Stored data:
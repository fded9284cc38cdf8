use std::path::PathBuf;
use std::time::Duration;

/// Process-level settings shared by every business engine.
#[derive(Debug, Clone, PartialEq, Eq)]
pub struct EngineConfig {
    pub data_dir: PathBuf,
    /// WAL appends since the last compaction before the compactor rewrites it.
    pub compact_threshold: u64,
    /// Minutes before an appointment's start at which reminders should fire.
    pub reminder_offsets: Vec<i64>,
    /// Upper bound on a single notification or payment call.
    pub collaborator_timeout: Duration,
    pub max_businesses: usize,
    pub log_level: String,
}

impl Default for EngineConfig {
    fn default() -> Self {
        Self {
            data_dir: PathBuf::from("./data"),
            compact_threshold: 1000,
            reminder_offsets: vec![24 * 60, 60],
            collaborator_timeout: Duration::from_millis(5000),
            max_businesses: 1000,
            log_level: "info".into(),
        }
    }
}

impl EngineConfig {
    pub fn from_env() -> Self {
        Self::from_lookup(|key| std::env::var(key).ok())
    }

    /// Build from any key lookup; missing or unparsable values keep their defaults.
    pub fn from_lookup(lookup: impl Fn(&str) -> Option<String>) -> Self {
        let defaults = Self::default();

        let data_dir = lookup("SLOTWISE_DATA_DIR")
            .map(PathBuf::from)
            .unwrap_or(defaults.data_dir);
        let compact_threshold: u64 = lookup("SLOTWISE_COMPACT_THRESHOLD")
            .and_then(|s| s.parse().ok())
            .unwrap_or(defaults.compact_threshold);
        let reminder_offsets = lookup("SLOTWISE_REMINDER_OFFSETS")
            .and_then(|s| parse_offsets(&s))
            .unwrap_or(defaults.reminder_offsets);
        let collaborator_timeout = lookup("SLOTWISE_COLLABORATOR_TIMEOUT_MS")
            .and_then(|s| s.parse().ok())
            .map(Duration::from_millis)
            .unwrap_or(defaults.collaborator_timeout);
        let max_businesses: usize = lookup("SLOTWISE_MAX_BUSINESSES")
            .and_then(|s| s.parse().ok())
            .unwrap_or(defaults.max_businesses);
        let log_level = lookup("SLOTWISE_LOG").unwrap_or(defaults.log_level);

        Self {
            data_dir,
            compact_threshold,
            reminder_offsets,
            collaborator_timeout,
            max_businesses,
            log_level,
        }
    }
}

/// `"1440,60"` → `[1440, 60]`. Any bad entry rejects the whole list.
fn parse_offsets(raw: &str) -> Option<Vec<i64>> {
    raw.split(',')
        .map(str::trim)
        .filter(|s| !s.is_empty())
        .map(|s| s.parse::<i64>().ok().filter(|m| *m > 0))
        .collect()
}
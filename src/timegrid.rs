use chrono::{Duration, NaiveDate, NaiveDateTime, NaiveTime};
use serde::{Deserialize, Serialize};

/// Minutes since business-local midnight.
pub type Minutes = i32;

pub const MINUTES_PER_DAY: Minutes = 24 * 60;

#[derive(Debug, Clone, PartialEq, Eq)]
pub enum TimeError {
    Malformed(String),
    OutOfRange(String),
}

impl std::fmt::Display for TimeError {
    fn fmt(&self, f: &mut std::fmt::Formatter<'_>) -> std::fmt::Result {
        match self {
            TimeError::Malformed(s) => write!(f, "malformed time of day: {s:?} (expected HH:MM)"),
            TimeError::OutOfRange(s) => write!(f, "time of day out of range: {s:?}"),
        }
    }
}

impl std::error::Error for TimeError {}

/// Parse `HH:MM` into minutes since midnight. `24:00` is accepted as end of day.
pub fn time_to_minutes(hhmm: &str) -> Result<Minutes, TimeError> {
    let malformed = || TimeError::Malformed(hhmm.to_string());
    let (h, m) = hhmm.trim().split_once(':').ok_or_else(malformed)?;
    if h.is_empty() || h.len() > 2 || m.len() != 2 {
        return Err(malformed());
    }
    if !h.bytes().chain(m.bytes()).all(|b| b.is_ascii_digit()) {
        return Err(malformed());
    }
    let hours: Minutes = h.parse().map_err(|_| malformed())?;
    let minutes: Minutes = m.parse().map_err(|_| malformed())?;
    if minutes >= 60 || hours > 24 || (hours == 24 && minutes != 0) {
        return Err(TimeError::OutOfRange(hhmm.to_string()));
    }
    Ok(hours * 60 + minutes)
}

pub fn minutes_to_time(minutes: Minutes) -> String {
    debug_assert!((0..=MINUTES_PER_DAY).contains(&minutes));
    format!("{:02}:{:02}", minutes / 60, minutes % 60)
}

/// Half-open overlap: touching boundaries do not overlap.
pub fn overlaps(start_a: Minutes, end_a: Minutes, start_b: Minutes, end_b: Minutes) -> bool {
    start_a < end_b && end_a > start_b
}

/// Absolute business-local instant for a time of day on `date`.
pub fn at(date: NaiveDate, minutes: Minutes) -> NaiveDateTime {
    date.and_time(NaiveTime::MIN) + Duration::minutes(minutes as i64)
}

/// Half-open interval `[start, end)` within one day.
#[derive(Debug, Clone, Copy, PartialEq, Eq, Hash, Serialize, Deserialize)]
pub struct Span {
    #[serde(with = "hhmm")]
    pub start: Minutes,
    #[serde(with = "hhmm")]
    pub end: Minutes,
}

impl Span {
    pub fn new(start: Minutes, end: Minutes) -> Self {
        debug_assert!(start < end, "Span start must be before end");
        Self { start, end }
    }

    pub fn duration(&self) -> Minutes {
        self.end - self.start
    }

    pub fn overlaps(&self, other: &Span) -> bool {
        overlaps(self.start, self.end, other.start, other.end)
    }

    /// Returns true if `self` fully contains `other`.
    pub fn contains_span(&self, other: &Span) -> bool {
        self.start <= other.start && other.end <= self.end
    }
}

impl std::fmt::Display for Span {
    fn fmt(&self, f: &mut std::fmt::Formatter<'_>) -> std::fmt::Result {
        write!(f, "{}-{}", minutes_to_time(self.start), minutes_to_time(self.end))
    }
}

/// Serde adapter rendering a `Minutes` field as `"HH:MM"`.
pub mod hhmm {
    use serde::{Deserialize, Deserializer, Serializer};

    use super::{minutes_to_time, time_to_minutes, Minutes};

    pub fn serialize<S: Serializer>(minutes: &Minutes, s: S) -> Result<S::Ok, S::Error> {
        s.serialize_str(&minutes_to_time(*minutes))
    }

    pub fn deserialize<'de, D: Deserializer<'de>>(d: D) -> Result<Minutes, D::Error> {
        let raw = String::deserialize(d)?;
        time_to_minutes(&raw).map_err(serde::de::Error::custom)
    }
}

#[cfg(test)]
mod tests {
    use super::*;

    #[test]
    fn parse_and_format() {
        assert_eq!(time_to_minutes("09:00").unwrap(), 540);
        assert_eq!(time_to_minutes("9:30").unwrap(), 570);
        assert_eq!(time_to_minutes("00:00").unwrap(), 0);
        assert_eq!(time_to_minutes("24:00").unwrap(), MINUTES_PER_DAY);
        assert_eq!(minutes_to_time(540), "09:00");
        assert_eq!(minutes_to_time(1065), "17:45");
    }

    #[test]
    fn parse_rejects_garbage() {
        assert!(matches!(time_to_minutes("0900"), Err(TimeError::Malformed(_))));
        assert!(matches!(time_to_minutes("9:5"), Err(TimeError::Malformed(_))));
        assert!(matches!(time_to_minutes("ab:cd"), Err(TimeError::Malformed(_))));
        assert!(matches!(time_to_minutes("+9:00"), Err(TimeError::Malformed(_))));
        assert!(matches!(time_to_minutes("25:00"), Err(TimeError::OutOfRange(_))));
        assert!(matches!(time_to_minutes("24:30"), Err(TimeError::OutOfRange(_))));
        assert!(matches!(time_to_minutes("12:60"), Err(TimeError::OutOfRange(_))));
    }

    #[test]
    fn overlap_is_half_open() {
        assert!(overlaps(600, 640, 620, 660));
        assert!(!overlaps(600, 640, 640, 680)); // touching
        assert!(!overlaps(640, 680, 600, 640));
        assert!(overlaps(600, 700, 620, 630)); // containment
    }

    #[test]
    fn span_basics() {
        let s = Span::new(600, 640);
        assert_eq!(s.duration(), 40);
        assert!(s.overlaps(&Span::new(639, 700)));
        assert!(!s.overlaps(&Span::new(640, 700)));
        assert!(Span::new(540, 1080).contains_span(&s));
        assert_eq!(s.to_string(), "10:00-10:40");
    }

    #[test]
    fn absolute_instant() {
        let date = NaiveDate::from_ymd_opt(2026, 10, 20).unwrap();
        let instant = at(date, 630);
        assert_eq!(instant.to_string(), "2026-10-20 10:30:00");
    }

    #[test]
    fn span_serializes_as_clock_time() {
        let json = serde_json::to_string(&Span::new(540, 580)).unwrap();
        assert_eq!(json, r#"{"start":"09:00","end":"09:40"}"#);
        let back: Span = serde_json::from_str(&json).unwrap();
        assert_eq!(back, Span::new(540, 580));
    }
}
use std::sync::Arc;
use std::sync::atomic::{AtomicBool, AtomicUsize, Ordering};
use std::time::{Duration, Instant};

use chrono::{Duration as Days, NaiveDate, Weekday};
use ulid::Ulid;

use slotwise::catalog::Catalog;
use slotwise::clock::FixedClock;
use slotwise::collab::Collaborators;
use slotwise::config::EngineConfig;
use slotwise::model::*;
use slotwise::observability::init_logging;
use slotwise::tenant::TenantManager;
use slotwise::timegrid::minutes_to_time;

const STAFF: usize = 8;

fn percentile(sorted: &[Duration], p: f64) -> Duration {
    if sorted.is_empty() {
        return Duration::ZERO;
    }
    let idx = ((sorted.len() as f64) * p / 100.0) as usize;
    sorted[idx.min(sorted.len() - 1)]
}

fn print_latency(label: &str, latencies: &mut [Duration]) {
    if latencies.is_empty() {
        println!("  {label}: no samples");
        return;
    }
    latencies.sort();
    let total: Duration = latencies.iter().sum();
    let avg = total / latencies.len() as u32;
    println!("  {label}:");
    println!(
        "    n={}, avg={:.2}ms, p50={:.2}ms, p95={:.2}ms, p99={:.2}ms, max={:.2}ms",
        latencies.len(),
        avg.as_secs_f64() * 1000.0,
        percentile(latencies, 50.0).as_secs_f64() * 1000.0,
        percentile(latencies, 95.0).as_secs_f64() * 1000.0,
        percentile(latencies, 99.0).as_secs_f64() * 1000.0,
        latencies[latencies.len() - 1].as_secs_f64() * 1000.0,
    );
}

fn first_day() -> NaiveDate {
    NaiveDate::from_ymd_opt(2026, 10, 20).unwrap()
}

struct Shop {
    business_id: Ulid,
    service_id: Ulid,
    staff: Vec<Ulid>,
}

fn shop_catalog() -> (Shop, Catalog) {
    let days = [
        Weekday::Mon,
        Weekday::Tue,
        Weekday::Wed,
        Weekday::Thu,
        Weekday::Fri,
        Weekday::Sat,
        Weekday::Sun,
    ]
    .into_iter()
    .map(|day| DaySchedule {
        day,
        is_open: true,
        windows: vec![TimeWindow { open: 8 * 60, close: 20 * 60 }],
    })
    .collect();
    let business = Business {
        id: Ulid::new(),
        name: "Bench Barbers".into(),
        schedule: WeeklySchedule { days },
        booking: BookingConfig {
            slot_duration: 30,
            buffer_time: 0,
            min_advance_minutes: 0,
            max_advance_days: 365,
            requires_confirmation: false,
            deposit: DepositPolicy::none(),
            cancellation: CancellationPolicy {
                allow_cancellation: true,
                hours_before_appointment: 24,
                penalty_percentage: 50,
            },
            allow_reschedule: true,
        },
    };
    let service = Service {
        id: Ulid::new(),
        name: "Cut".into(),
        duration: 30,
        price: 3000,
        final_price: 3000,
        active: true,
    };
    let staff: Vec<Staff> = (0..STAFF)
        .map(|i| Staff {
            id: Ulid::new(),
            name: format!("Barber {i}"),
            service_ids: vec![service.id],
            active: true,
        })
        .collect();
    let shop = Shop {
        business_id: business.id,
        service_id: service.id,
        staff: staff.iter().map(|s| s.id).collect(),
    };
    let catalog = Catalog {
        business: Some(business),
        services: vec![service],
        staff,
        promotions: Vec::new(),
    };
    (shop, catalog)
}

/// The `n`th distinct half-hour slot of one staff member: 24 per day.
fn nth_slot(n: usize) -> (NaiveDate, String) {
    let date = first_day() + Days::days((n / 24) as i64);
    let start: Minutes = 8 * 60 + (n % 24) as Minutes * 30;
    (date, minutes_to_time(start))
}

fn request(shop: &Shop, staff: Option<Ulid>, date: NaiveDate, time: String) -> BookingRequest {
    BookingRequest {
        business_id: shop.business_id,
        client_id: Ulid::new(),
        staff_id: staff,
        service_ids: vec![shop.service_id],
        date,
        start_time: time,
        discount_code: None,
        notes: None,
    }
}

async fn new_shop(tm: &TenantManager) -> Shop {
    let (shop, catalog) = shop_catalog();
    tm.load_catalog(shop.business_id, catalog).await.unwrap();
    shop
}

async fn phase1_sequential(tm: &TenantManager) {
    let shop = new_shop(tm).await;
    let n = 2000;
    let mut latencies = Vec::with_capacity(n);
    let start = Instant::now();
    for i in 0..n {
        let (date, time) = nth_slot(i / STAFF);
        let staff = shop.staff[i % STAFF];
        let t = Instant::now();
        tm.create_booking(request(&shop, Some(staff), date, time)).await.unwrap();
        latencies.push(t.elapsed());
    }
    let elapsed = start.elapsed();
    let ops = n as f64 / elapsed.as_secs_f64();
    println!("  {n} bookings in {:.2}s = {ops:.0} ops/sec", elapsed.as_secs_f64());
    print_latency("write latency", &mut latencies);
}

async fn phase2_contention(tm: Arc<TenantManager>) {
    let shop = Arc::new(new_shop(&tm).await);
    let rounds = 100;
    let racers = 16;
    let mut winners = 0;
    let mut conflicts = 0;
    let start = Instant::now();

    for round in 0..rounds {
        let (date, time) = nth_slot(round);
        let mut handles = Vec::new();
        for _ in 0..racers {
            let tm = tm.clone();
            let shop = shop.clone();
            let time = time.clone();
            handles.push(tokio::spawn(async move {
                tm.create_booking(request(&shop, Some(shop.staff[0]), date, time)).await
            }));
        }
        let mut won = 0;
        for h in handles {
            match h.await.unwrap() {
                Ok(_) => won += 1,
                Err(_) => conflicts += 1,
            }
        }
        assert_eq!(won, 1, "round {round}: {won} bookings for one slot");
        winners += won;
    }

    println!(
        "  {rounds} rounds x {racers} racers: {winners} winners, {conflicts} conflicts in {:.2}s",
        start.elapsed().as_secs_f64()
    );
}

async fn phase3_read_under_load(tm: Arc<TenantManager>) {
    let shop = Arc::new(new_shop(&tm).await);
    // pre-fill the first day for every staff member but the last
    for n in 0..12 {
        let (date, time) = nth_slot(n * 2);
        for staff in &shop.staff[..STAFF - 1] {
            tm.create_booking(request(&shop, Some(*staff), date, time.clone()))
                .await
                .unwrap();
        }
    }

    let stop = Arc::new(AtomicBool::new(false));
    let written = Arc::new(AtomicUsize::new(0));
    let mut writer_handles = Vec::new();
    for w in 0..4 {
        let tm = tm.clone();
        let shop = shop.clone();
        let stop = stop.clone();
        let written = written.clone();
        writer_handles.push(tokio::spawn(async move {
            let mut i = 0;
            while !stop.load(Ordering::Relaxed) {
                // later days, one writer per staff member
                let (date, time) = nth_slot(24 + i);
                if tm
                    .create_booking(request(&shop, Some(shop.staff[w]), date, time))
                    .await
                    .is_ok()
                {
                    written.fetch_add(1, Ordering::Relaxed);
                }
                i += 1;
            }
        }));
    }

    let n_readers = 8;
    let reads_per_reader = 500;
    let mut reader_handles = Vec::new();
    for _ in 0..n_readers {
        let tm = tm.clone();
        let shop = shop.clone();
        reader_handles.push(tokio::spawn(async move {
            let mut latencies = Vec::with_capacity(reads_per_reader);
            for _ in 0..reads_per_reader {
                let t = Instant::now();
                tm.check_availability(shop.business_id, first_day(), &[shop.service_id], None)
                    .await
                    .unwrap();
                latencies.push(t.elapsed());
            }
            latencies
        }));
    }

    let mut all_latencies = Vec::new();
    for h in reader_handles {
        all_latencies.extend(h.await.unwrap());
    }
    stop.store(true, Ordering::Relaxed);
    for h in writer_handles {
        let _ = h.await;
    }

    println!("  {} bookings written during reads", written.load(Ordering::Relaxed));
    print_latency("availability query", &mut all_latencies);
}

async fn phase4_many_businesses(tm: Arc<TenantManager>) {
    let n_businesses = 50;
    let bookings_each = 20;
    let start = Instant::now();
    let mut handles = Vec::new();
    for _ in 0..n_businesses {
        let tm = tm.clone();
        handles.push(tokio::spawn(async move {
            let shop = new_shop(&tm).await;
            for i in 0..bookings_each {
                let (date, time) = nth_slot(i);
                tm.create_booking(request(&shop, None, date, time)).await.unwrap();
            }
        }));
    }
    for h in handles {
        h.await.unwrap();
    }
    println!(
        "  {n_businesses} businesses x {bookings_each} bookings in {:.2}s",
        start.elapsed().as_secs_f64()
    );
}

#[tokio::main]
async fn main() {
    init_logging(&std::env::var("SLOTWISE_LOG").unwrap_or_else(|_| "warn".into()));

    let dir = std::env::temp_dir().join(format!("slotwise_bench_{}", Ulid::new()));
    let config = EngineConfig {
        data_dir: dir.clone(),
        ..EngineConfig::from_env()
    };
    let collab = Collaborators {
        clock: Arc::new(FixedClock::new(first_day().pred_opt().unwrap().and_hms_opt(6, 0, 0).unwrap())),
        ..Collaborators::default()
    };
    let tm = Arc::new(TenantManager::new(config, collab));

    println!("=== slotwise stress benchmark ===");
    println!("data dir: {}\n", dir.display());

    println!("[phase 1] sequential booking throughput");
    phase1_sequential(&tm).await;

    println!("\n[phase 2] concurrent creates for one slot");
    phase2_contention(tm.clone()).await;

    println!("\n[phase 3] availability latency under write load");
    phase3_read_under_load(tm.clone()).await;

    println!("\n[phase 4] many businesses");
    phase4_many_businesses(tm.clone()).await;

    let _ = std::fs::remove_dir_all(&dir);
}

- _Problem_: Sift the data above for lines with "Result", then copy each one.

- _Exercise answer_:
    fn fmt(&self, f: &mut std::fmt::Formatter<'_>) -> std::fmt::Result {
pub fn time_to_minutes(hhmm: &str) -> Result<Minutes, TimeError> {
    fn fmt(&self, f: &mut std::fmt::Formatter<'_>) -> std::fmt::Result {
    pub fn serialize<S: Serializer>(minutes: &Minutes, s: S) -> Result<S::Ok, S::Error> {
    pub fn deserialize<'de, D: Deserializer<'de>>(d: D) -> Result<Minutes, D::Error> {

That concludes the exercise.